(Stored data entries)
_ _ _ _

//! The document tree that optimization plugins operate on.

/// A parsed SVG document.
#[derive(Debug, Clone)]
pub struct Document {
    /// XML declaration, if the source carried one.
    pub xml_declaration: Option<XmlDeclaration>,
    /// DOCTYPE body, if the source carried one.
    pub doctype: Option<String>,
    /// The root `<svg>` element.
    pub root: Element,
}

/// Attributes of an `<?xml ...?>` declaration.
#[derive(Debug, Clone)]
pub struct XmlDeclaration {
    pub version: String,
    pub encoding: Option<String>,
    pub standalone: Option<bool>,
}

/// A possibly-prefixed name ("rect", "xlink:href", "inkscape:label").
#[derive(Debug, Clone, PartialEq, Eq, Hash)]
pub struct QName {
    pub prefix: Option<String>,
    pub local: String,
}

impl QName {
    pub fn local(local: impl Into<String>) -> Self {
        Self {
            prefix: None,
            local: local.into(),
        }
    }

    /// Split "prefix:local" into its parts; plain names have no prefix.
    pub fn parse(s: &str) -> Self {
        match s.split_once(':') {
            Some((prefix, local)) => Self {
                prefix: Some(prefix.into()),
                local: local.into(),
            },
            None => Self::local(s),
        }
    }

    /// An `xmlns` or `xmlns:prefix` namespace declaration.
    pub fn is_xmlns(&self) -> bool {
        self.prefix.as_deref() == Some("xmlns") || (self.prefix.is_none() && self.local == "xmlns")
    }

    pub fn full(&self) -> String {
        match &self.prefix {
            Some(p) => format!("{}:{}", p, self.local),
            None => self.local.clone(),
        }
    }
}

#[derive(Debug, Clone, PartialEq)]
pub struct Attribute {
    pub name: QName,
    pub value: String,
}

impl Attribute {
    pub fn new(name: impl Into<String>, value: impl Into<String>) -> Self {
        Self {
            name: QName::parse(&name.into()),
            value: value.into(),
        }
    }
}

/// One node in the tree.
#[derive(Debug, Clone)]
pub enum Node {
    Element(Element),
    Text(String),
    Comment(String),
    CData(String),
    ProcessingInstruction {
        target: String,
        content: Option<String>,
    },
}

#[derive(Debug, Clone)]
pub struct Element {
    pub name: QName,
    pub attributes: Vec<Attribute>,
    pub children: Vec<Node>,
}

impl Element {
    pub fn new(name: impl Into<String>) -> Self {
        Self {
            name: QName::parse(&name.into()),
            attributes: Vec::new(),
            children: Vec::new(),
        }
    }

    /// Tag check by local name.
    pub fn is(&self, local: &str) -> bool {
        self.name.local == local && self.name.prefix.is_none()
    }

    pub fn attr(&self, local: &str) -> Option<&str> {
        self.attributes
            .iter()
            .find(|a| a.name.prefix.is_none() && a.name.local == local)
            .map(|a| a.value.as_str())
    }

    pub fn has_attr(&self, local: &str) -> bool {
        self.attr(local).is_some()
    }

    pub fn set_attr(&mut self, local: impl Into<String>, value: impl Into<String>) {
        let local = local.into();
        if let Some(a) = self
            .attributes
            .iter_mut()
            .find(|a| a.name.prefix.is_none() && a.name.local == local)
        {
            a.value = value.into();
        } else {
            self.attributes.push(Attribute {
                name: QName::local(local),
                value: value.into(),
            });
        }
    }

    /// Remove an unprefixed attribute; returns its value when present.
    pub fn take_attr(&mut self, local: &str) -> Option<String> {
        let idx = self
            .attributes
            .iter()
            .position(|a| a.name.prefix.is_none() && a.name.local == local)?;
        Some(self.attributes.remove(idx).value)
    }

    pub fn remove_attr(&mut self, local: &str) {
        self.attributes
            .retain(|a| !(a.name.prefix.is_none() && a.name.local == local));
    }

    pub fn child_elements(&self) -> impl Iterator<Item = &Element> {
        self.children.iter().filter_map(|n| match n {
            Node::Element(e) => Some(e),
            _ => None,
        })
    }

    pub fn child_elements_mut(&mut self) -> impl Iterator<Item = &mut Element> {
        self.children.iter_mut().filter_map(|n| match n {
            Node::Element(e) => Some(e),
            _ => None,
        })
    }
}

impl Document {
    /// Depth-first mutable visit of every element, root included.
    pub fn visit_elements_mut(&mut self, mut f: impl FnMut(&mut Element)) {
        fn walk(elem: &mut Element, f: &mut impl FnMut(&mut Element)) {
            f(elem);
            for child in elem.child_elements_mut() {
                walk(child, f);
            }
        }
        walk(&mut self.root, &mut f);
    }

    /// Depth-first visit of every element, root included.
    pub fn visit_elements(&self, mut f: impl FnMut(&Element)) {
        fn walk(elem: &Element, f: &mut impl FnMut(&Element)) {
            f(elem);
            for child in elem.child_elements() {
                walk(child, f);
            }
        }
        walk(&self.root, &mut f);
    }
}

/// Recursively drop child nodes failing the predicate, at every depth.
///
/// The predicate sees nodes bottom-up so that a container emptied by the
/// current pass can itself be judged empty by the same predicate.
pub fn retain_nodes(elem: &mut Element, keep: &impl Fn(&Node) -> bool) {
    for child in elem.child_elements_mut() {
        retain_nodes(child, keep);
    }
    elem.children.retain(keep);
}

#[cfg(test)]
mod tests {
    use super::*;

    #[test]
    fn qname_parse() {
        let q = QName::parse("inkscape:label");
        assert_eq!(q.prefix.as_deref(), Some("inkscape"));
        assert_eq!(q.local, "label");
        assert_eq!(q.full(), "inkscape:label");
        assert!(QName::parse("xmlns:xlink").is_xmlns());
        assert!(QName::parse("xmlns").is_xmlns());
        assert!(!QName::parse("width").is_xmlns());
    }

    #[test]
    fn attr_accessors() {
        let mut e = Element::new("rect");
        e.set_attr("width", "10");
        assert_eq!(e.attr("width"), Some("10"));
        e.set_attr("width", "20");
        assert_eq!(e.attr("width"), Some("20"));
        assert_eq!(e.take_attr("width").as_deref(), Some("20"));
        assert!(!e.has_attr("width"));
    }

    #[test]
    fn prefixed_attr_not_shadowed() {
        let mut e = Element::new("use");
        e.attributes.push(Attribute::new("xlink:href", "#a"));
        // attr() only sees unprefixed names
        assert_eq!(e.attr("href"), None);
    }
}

_ _ _ _

All the records above need to be set down again exactly as they were given.

//! The document tree that optimization plugins operate on.

/// A parsed SVG document.
#[derive(Debug, Clone)]
pub struct Document {
    /// XML declaration, if the source carried one.
    pub xml_declaration: Option<XmlDeclaration>,
    /// DOCTYPE body, if the source carried one.
    pub doctype: Option<String>,
    /// The root `<svg>` element.
    pub root: Element,
}

/// Attributes of an `<?xml ...?>` declaration.
#[derive(Debug, Clone)]
pub struct XmlDeclaration {
    pub version: String,
    pub encoding: Option<String>,
    pub standalone: Option<bool>,
}

/// A possibly-prefixed name ("rect", "xlink:href", "inkscape:label").
#[derive(Debug, Clone, PartialEq, Eq, Hash)]
pub struct QName {
    pub prefix: Option<String>,
    pub local: String,
}

impl QName {
    pub fn local(local: impl Into<String>) -> Self {
        Self {
            prefix: None,
            local: local.into(),
        }
    }

    /// Split "prefix:local" into its parts; plain names have no prefix.
    pub fn parse(s: &str) -> Self {
        match s.split_once(':') {
            Some((prefix, local)) => Self {
                prefix: Some(prefix.into()),
                local: local.into(),
            },
            None => Self::local(s),
        }
    }

    /// An `xmlns` or `xmlns:prefix` namespace declaration.
    pub fn is_xmlns(&self) -> bool {
        self.prefix.as_deref() == Some("xmlns") || (self.prefix.is_none() && self.local == "xmlns")
    }

    pub fn full(&self) -> String {
        match &self.prefix {
            Some(p) => format!("{}:{}", p, self.local),
            None => self.local.clone(),
        }
    }
}

#[derive(Debug, Clone, PartialEq)]
pub struct Attribute {
    pub name: QName,
    pub value: String,
}

impl Attribute {
    pub fn new(name: impl Into<String>, value: impl Into<String>) -> Self {
        Self {
            name: QName::parse(&name.into()),
            value: value.into(),
        }
    }
}

/// One node in the tree.
#[derive(Debug, Clone)]
pub enum Node {
    Element(Element),
    Text(String),
    Comment(String),
    CData(String),
    ProcessingInstruction {
        target: String,
        content: Option<String>,
    },
}

#[derive(Debug, Clone)]
pub struct Element {
    pub name: QName,
    pub attributes: Vec<Attribute>,
    pub children: Vec<Node>,
}

impl Element {
    pub fn new(name: impl Into<String>) -> Self {
        Self {
            name: QName::parse(&name.into()),
            attributes: Vec::new(),
            children: Vec::new(),
        }
    }

    /// Tag check by local name.
    pub fn is(&self, local: &str) -> bool {
        self.name.local == local && self.name.prefix.is_none()
    }

    pub fn attr(&self, local: &str) -> Option<&str> {
        self.attributes
            .iter()
            .find(|a| a.name.prefix.is_none() && a.name.local == local)
            .map(|a| a.value.as_str())
    }

    pub fn has_attr(&self, local: &str) -> bool {
        self.attr(local).is_some()
    }

    pub fn set_attr(&mut self, local: impl Into<String>, value: impl Into<String>) {
        let local = local.into();
        if let Some(a) = self
            .attributes
            .iter_mut()
            .find(|a| a.name.prefix.is_none() && a.name.local == local)
        {
            a.value = value.into();
        } else {
            self.attributes.push(Attribute {
                name: QName::local(local),
                value: value.into(),
            });
        }
    }

    /// Remove an unprefixed attribute; returns its value when present.
    pub fn take_attr(&mut self, local: &str) -> Option<String> {
        let idx = self
            .attributes
            .iter()
            .position(|a| a.name.prefix.is_none() && a.name.local == local)?;
        Some(self.attributes.remove(idx).value)
    }

    pub fn remove_attr(&mut self, local: &str) {
        self.attributes
            .retain(|a| !(a.name.prefix.is_none() && a.name.local == local));
    }

    pub fn child_elements(&self) -> impl Iterator<Item = &Element> {
        self.children.iter().filter_map(|n| match n {
            Node::Element(e) => Some(e),
            _ => None,
        })
    }

    pub fn child_elements_mut(&mut self) -> impl Iterator<Item = &mut Element> {
        self.children.iter_mut().filter_map(|n| match n {
            Node::Element(e) => Some(e),
            _ => None,
        })
    }
}

impl Document {
    /// Depth-first mutable visit of every element, root included.
    pub fn visit_elements_mut(&mut self, mut f: impl FnMut(&mut Element)) {
        fn walk(elem: &mut Element, f: &mut impl FnMut(&mut Element)) {
            f(elem);
            for child in elem.child_elements_mut() {
                walk(child, f);
            }
        }
        walk(&mut self.root, &mut f);
    }

    /// Depth-first visit of every element, root included.
    pub fn visit_elements(&self, mut f: impl FnMut(&Element)) {
        fn walk(elem: &Element, f: &mut impl FnMut(&Element)) {
            f(elem);
            for child in elem.child_elements() {
                walk(child, f);
            }
        }
        walk(&self.root, &mut f);
    }
}

/// Recursively drop child nodes failing the predicate, at every depth.
///
/// The predicate sees nodes bottom-up so that a container emptied by the
/// current pass can itself be judged empty by the same predicate.
pub fn retain_nodes(elem: &mut Element, keep: &impl Fn(&Node) -> bool) {
    for child in elem.child_elements_mut() {
        retain_nodes(child, keep);
    }
    elem.children.retain(keep);
}

#[cfg(test)]
mod tests {
    use super::*;

    #[test]
    fn qname_parse() {
        let q = QName::parse("inkscape:label");
        assert_eq!(q.prefix.as_deref(), Some("inkscape"));
        assert_eq!(q.local, "label");
        assert_eq!(q.full(), "inkscape:label");
        assert!(QName::parse("xmlns:xlink").is_xmlns());
        assert!(QName::parse("xmlns").is_xmlns());
        assert!(!QName::parse("width").is_xmlns());
    }

    #[test]
    fn attr_accessors() {
        let mut e = Element::new("rect");
        e.set_attr("width", "10");
        assert_eq!(e.attr("width"), Some("10"));
        e.set_attr("width", "20");
        assert_eq!(e.attr("width"), Some("20"));
        assert_eq!(e.take_attr("width").as_deref(), Some("20"));
        assert!(!e.has_attr("width"));
    }

    #[test]
    fn prefixed_attr_not_shadowed() {
        let mut e = Element::new("use");
        e.attributes.push(Attribute::new("xlink:href", "#a"));
        // attr() only sees unprefixed names
        assert_eq!(e.attr("href"), None);
    }
}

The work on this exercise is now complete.